YOUR GOAL → Look for the word "take" in the material below, then report each line where it occurs.
*** DATA RECORDS Section Begins ***
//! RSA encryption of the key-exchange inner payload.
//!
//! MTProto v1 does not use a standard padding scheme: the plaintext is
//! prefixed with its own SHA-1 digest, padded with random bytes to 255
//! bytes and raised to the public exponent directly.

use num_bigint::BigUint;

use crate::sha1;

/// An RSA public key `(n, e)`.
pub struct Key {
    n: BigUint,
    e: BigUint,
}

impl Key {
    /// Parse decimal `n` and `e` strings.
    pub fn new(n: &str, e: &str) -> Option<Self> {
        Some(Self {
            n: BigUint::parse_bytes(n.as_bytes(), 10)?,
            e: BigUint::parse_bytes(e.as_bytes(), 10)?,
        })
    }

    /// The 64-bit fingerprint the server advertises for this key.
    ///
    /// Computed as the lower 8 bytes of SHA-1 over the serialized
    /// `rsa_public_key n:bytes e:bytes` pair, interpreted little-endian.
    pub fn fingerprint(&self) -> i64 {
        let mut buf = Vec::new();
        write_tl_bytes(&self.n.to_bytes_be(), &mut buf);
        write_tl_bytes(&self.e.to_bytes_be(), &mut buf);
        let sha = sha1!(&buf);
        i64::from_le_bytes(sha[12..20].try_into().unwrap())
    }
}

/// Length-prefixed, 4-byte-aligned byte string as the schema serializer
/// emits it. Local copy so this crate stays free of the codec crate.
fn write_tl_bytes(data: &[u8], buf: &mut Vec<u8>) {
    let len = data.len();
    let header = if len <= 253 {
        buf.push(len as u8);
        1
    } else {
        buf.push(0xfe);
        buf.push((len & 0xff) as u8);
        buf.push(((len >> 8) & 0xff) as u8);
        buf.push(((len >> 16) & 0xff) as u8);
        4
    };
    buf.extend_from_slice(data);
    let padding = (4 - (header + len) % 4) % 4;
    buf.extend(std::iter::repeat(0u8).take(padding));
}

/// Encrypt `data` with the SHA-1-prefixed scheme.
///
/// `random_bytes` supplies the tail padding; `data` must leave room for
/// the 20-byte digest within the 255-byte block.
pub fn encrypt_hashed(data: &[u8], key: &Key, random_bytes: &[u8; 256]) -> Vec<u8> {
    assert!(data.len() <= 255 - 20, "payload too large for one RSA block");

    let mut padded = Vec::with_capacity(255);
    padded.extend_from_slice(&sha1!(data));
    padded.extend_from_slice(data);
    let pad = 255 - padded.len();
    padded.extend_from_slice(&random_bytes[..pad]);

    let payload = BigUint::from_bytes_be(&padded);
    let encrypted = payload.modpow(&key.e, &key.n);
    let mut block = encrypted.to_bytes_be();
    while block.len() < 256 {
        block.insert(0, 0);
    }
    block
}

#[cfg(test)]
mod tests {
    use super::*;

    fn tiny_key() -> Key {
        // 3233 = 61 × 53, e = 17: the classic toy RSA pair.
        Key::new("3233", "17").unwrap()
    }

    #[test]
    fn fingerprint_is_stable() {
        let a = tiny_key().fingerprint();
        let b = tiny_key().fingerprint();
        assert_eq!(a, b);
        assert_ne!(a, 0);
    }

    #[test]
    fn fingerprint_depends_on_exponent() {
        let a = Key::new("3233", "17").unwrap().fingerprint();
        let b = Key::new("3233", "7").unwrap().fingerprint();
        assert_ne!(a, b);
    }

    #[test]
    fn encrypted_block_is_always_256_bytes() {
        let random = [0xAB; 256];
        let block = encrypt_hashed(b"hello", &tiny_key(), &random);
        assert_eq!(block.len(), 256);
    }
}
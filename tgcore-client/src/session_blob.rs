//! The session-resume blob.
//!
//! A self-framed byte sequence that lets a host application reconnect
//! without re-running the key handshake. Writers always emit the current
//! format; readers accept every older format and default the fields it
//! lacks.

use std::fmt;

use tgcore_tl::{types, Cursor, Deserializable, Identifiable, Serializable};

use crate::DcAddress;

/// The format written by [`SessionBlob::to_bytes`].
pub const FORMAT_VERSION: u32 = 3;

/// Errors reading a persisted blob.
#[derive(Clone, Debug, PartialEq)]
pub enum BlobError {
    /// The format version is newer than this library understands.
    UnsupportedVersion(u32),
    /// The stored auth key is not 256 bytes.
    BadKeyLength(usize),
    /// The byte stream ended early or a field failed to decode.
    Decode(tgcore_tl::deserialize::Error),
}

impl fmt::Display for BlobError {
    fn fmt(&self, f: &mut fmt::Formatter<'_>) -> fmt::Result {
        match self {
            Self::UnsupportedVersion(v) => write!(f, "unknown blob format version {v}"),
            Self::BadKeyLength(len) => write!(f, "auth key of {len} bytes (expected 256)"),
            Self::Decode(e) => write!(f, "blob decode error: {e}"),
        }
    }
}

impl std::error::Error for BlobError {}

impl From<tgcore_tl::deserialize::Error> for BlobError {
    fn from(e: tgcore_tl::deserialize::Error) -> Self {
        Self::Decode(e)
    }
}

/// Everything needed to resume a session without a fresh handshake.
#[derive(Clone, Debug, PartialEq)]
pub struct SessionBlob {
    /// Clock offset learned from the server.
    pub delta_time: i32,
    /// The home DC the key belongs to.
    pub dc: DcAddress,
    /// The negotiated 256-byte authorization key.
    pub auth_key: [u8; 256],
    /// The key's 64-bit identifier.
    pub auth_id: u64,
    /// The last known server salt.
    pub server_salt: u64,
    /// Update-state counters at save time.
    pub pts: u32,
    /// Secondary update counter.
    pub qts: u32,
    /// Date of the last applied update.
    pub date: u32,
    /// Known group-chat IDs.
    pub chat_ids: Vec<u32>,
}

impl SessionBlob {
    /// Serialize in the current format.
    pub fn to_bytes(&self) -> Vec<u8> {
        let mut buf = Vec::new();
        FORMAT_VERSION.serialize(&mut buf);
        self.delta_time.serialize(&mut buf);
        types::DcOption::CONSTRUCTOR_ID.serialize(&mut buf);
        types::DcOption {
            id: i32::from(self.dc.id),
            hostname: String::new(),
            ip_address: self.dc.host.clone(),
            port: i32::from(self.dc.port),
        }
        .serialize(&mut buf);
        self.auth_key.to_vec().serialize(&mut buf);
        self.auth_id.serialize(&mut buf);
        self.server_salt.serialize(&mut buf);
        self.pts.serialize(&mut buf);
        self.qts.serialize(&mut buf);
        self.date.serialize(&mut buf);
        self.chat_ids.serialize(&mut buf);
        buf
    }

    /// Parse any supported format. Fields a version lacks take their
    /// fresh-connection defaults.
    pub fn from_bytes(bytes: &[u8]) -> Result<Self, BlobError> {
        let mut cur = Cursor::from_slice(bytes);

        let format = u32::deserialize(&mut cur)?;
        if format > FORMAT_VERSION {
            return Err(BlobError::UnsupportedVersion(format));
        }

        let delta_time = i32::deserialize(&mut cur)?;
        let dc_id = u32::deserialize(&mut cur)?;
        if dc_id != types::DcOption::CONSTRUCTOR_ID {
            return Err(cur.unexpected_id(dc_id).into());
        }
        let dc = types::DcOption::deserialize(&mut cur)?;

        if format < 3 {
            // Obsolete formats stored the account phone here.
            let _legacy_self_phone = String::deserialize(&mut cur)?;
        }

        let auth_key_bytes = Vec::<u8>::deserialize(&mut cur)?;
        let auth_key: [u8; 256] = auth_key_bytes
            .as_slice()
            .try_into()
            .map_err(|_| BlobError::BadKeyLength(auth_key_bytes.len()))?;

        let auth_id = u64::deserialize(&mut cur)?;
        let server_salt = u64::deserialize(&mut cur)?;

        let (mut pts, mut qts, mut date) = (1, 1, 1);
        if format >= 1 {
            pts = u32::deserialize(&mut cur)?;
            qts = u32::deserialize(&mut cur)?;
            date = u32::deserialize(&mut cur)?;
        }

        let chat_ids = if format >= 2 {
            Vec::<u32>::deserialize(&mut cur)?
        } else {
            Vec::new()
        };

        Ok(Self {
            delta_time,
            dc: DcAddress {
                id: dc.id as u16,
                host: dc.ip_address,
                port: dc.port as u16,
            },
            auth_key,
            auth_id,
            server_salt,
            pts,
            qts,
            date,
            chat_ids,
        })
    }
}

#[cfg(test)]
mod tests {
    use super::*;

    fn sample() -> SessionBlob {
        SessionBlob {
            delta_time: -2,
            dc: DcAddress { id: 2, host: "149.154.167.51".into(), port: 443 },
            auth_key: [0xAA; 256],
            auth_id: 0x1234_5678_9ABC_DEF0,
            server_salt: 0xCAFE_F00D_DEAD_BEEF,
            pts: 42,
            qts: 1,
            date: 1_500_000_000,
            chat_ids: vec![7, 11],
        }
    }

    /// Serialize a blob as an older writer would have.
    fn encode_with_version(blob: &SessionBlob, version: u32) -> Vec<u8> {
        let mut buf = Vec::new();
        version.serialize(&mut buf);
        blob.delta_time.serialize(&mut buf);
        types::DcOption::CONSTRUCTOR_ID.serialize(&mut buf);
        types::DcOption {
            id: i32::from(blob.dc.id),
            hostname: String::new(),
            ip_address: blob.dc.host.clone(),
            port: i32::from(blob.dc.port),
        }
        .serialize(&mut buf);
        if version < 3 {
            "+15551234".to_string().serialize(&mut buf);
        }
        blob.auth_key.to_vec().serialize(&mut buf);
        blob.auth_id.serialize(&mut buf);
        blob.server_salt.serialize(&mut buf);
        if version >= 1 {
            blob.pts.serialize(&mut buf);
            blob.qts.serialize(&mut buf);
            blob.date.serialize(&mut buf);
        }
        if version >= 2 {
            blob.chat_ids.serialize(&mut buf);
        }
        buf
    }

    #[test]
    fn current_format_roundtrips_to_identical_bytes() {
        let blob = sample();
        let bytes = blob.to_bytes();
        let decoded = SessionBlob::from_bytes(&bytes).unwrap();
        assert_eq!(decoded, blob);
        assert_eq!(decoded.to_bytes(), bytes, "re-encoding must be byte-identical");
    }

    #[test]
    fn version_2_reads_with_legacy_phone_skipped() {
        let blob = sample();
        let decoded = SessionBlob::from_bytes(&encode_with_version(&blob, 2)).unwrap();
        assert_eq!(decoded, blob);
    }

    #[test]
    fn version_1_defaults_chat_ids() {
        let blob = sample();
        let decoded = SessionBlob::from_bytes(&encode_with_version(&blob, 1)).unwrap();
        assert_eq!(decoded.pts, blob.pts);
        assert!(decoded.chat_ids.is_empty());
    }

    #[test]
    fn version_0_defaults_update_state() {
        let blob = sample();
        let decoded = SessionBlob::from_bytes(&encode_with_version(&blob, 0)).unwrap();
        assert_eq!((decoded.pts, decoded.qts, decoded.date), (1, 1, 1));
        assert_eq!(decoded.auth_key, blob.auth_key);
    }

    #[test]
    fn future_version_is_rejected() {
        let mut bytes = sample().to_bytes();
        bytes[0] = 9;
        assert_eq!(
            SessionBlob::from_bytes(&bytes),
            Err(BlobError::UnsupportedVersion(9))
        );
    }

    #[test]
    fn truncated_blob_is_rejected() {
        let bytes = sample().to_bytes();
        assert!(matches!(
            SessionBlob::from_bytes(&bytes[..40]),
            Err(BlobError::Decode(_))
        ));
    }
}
*** DATA RECORDS Section Ends ***
*** DATA RECORDS Section Begins ***
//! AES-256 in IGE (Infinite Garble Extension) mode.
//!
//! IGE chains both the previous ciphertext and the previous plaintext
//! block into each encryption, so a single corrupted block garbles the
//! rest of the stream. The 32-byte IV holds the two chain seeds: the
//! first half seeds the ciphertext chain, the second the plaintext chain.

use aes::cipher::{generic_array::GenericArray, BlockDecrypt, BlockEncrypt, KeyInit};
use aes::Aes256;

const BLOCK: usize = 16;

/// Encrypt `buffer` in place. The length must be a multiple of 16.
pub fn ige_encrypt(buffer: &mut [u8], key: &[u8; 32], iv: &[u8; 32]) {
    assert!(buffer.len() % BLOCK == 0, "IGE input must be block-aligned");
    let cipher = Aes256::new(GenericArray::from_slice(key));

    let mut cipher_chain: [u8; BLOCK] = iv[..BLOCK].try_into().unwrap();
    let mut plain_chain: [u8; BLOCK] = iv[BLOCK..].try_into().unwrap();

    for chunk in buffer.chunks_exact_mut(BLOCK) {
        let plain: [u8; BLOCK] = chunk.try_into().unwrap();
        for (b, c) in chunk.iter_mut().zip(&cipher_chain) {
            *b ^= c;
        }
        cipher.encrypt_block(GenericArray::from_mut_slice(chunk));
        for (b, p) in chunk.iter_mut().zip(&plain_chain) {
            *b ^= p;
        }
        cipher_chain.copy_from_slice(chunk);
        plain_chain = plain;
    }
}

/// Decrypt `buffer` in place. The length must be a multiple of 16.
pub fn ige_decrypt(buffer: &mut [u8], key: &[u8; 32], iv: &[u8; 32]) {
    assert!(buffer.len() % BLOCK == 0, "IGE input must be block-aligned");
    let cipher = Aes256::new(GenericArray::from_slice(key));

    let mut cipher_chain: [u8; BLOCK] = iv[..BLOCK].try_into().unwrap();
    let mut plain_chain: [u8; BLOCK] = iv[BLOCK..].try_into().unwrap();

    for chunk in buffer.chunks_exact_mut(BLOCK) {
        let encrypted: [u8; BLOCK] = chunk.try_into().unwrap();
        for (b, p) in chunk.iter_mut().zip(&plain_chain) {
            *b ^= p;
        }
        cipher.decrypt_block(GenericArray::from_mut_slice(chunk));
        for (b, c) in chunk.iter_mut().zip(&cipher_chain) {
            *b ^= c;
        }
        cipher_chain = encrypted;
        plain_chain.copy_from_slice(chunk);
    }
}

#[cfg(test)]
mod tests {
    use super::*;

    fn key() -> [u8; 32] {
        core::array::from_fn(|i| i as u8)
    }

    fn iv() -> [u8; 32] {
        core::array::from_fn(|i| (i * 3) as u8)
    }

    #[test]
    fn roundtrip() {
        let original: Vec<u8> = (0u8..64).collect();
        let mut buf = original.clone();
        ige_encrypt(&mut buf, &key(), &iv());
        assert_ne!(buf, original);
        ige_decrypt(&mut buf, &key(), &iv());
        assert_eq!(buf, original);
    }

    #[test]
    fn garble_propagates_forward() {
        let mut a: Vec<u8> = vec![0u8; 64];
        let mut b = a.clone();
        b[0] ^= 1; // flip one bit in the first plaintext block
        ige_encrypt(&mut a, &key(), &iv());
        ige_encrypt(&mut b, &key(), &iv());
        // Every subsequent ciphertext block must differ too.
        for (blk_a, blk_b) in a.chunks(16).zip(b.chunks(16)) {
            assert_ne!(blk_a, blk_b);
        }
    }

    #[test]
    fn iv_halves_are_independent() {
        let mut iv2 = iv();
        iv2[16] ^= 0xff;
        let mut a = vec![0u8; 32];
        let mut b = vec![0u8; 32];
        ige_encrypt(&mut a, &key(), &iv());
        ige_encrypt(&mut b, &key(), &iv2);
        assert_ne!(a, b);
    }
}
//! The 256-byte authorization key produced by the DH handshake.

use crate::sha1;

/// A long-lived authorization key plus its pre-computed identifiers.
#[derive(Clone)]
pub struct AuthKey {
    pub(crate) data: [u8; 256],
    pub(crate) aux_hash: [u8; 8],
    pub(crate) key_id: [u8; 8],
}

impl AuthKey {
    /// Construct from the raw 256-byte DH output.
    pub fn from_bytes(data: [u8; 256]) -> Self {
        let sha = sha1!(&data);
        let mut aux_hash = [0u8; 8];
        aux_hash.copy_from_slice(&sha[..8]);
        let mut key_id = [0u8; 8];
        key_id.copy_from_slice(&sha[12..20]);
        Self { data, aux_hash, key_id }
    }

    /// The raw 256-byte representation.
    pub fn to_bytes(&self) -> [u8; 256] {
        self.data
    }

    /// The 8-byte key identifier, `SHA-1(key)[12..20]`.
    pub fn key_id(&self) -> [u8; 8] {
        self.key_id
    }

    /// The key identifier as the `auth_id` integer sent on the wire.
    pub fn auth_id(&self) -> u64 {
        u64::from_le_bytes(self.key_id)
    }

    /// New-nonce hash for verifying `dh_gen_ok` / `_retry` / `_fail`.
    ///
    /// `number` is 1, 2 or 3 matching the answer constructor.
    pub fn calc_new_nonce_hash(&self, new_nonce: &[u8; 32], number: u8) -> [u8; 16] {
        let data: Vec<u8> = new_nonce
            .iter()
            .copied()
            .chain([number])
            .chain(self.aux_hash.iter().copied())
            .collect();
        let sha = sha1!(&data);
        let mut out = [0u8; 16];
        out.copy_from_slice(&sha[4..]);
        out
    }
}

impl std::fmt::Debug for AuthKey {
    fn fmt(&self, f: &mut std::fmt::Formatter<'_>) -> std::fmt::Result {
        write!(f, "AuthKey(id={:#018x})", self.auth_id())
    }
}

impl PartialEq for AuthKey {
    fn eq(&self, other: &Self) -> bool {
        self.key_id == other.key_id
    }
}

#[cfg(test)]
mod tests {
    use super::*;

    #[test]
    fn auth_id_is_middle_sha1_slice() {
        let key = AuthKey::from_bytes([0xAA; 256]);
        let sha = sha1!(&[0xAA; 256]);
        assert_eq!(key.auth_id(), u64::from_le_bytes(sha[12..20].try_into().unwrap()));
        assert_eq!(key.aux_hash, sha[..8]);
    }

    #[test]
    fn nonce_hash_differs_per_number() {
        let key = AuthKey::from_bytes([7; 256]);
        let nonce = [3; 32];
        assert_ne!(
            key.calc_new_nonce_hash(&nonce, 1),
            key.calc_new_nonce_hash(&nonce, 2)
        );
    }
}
*** DATA RECORDS Section Ends ***
PROBLEM SOLUTION →
    buf.extend(std::iter::repeat(0u8).take(padding));
    /// Parse any supported format. Fields a version lacks take their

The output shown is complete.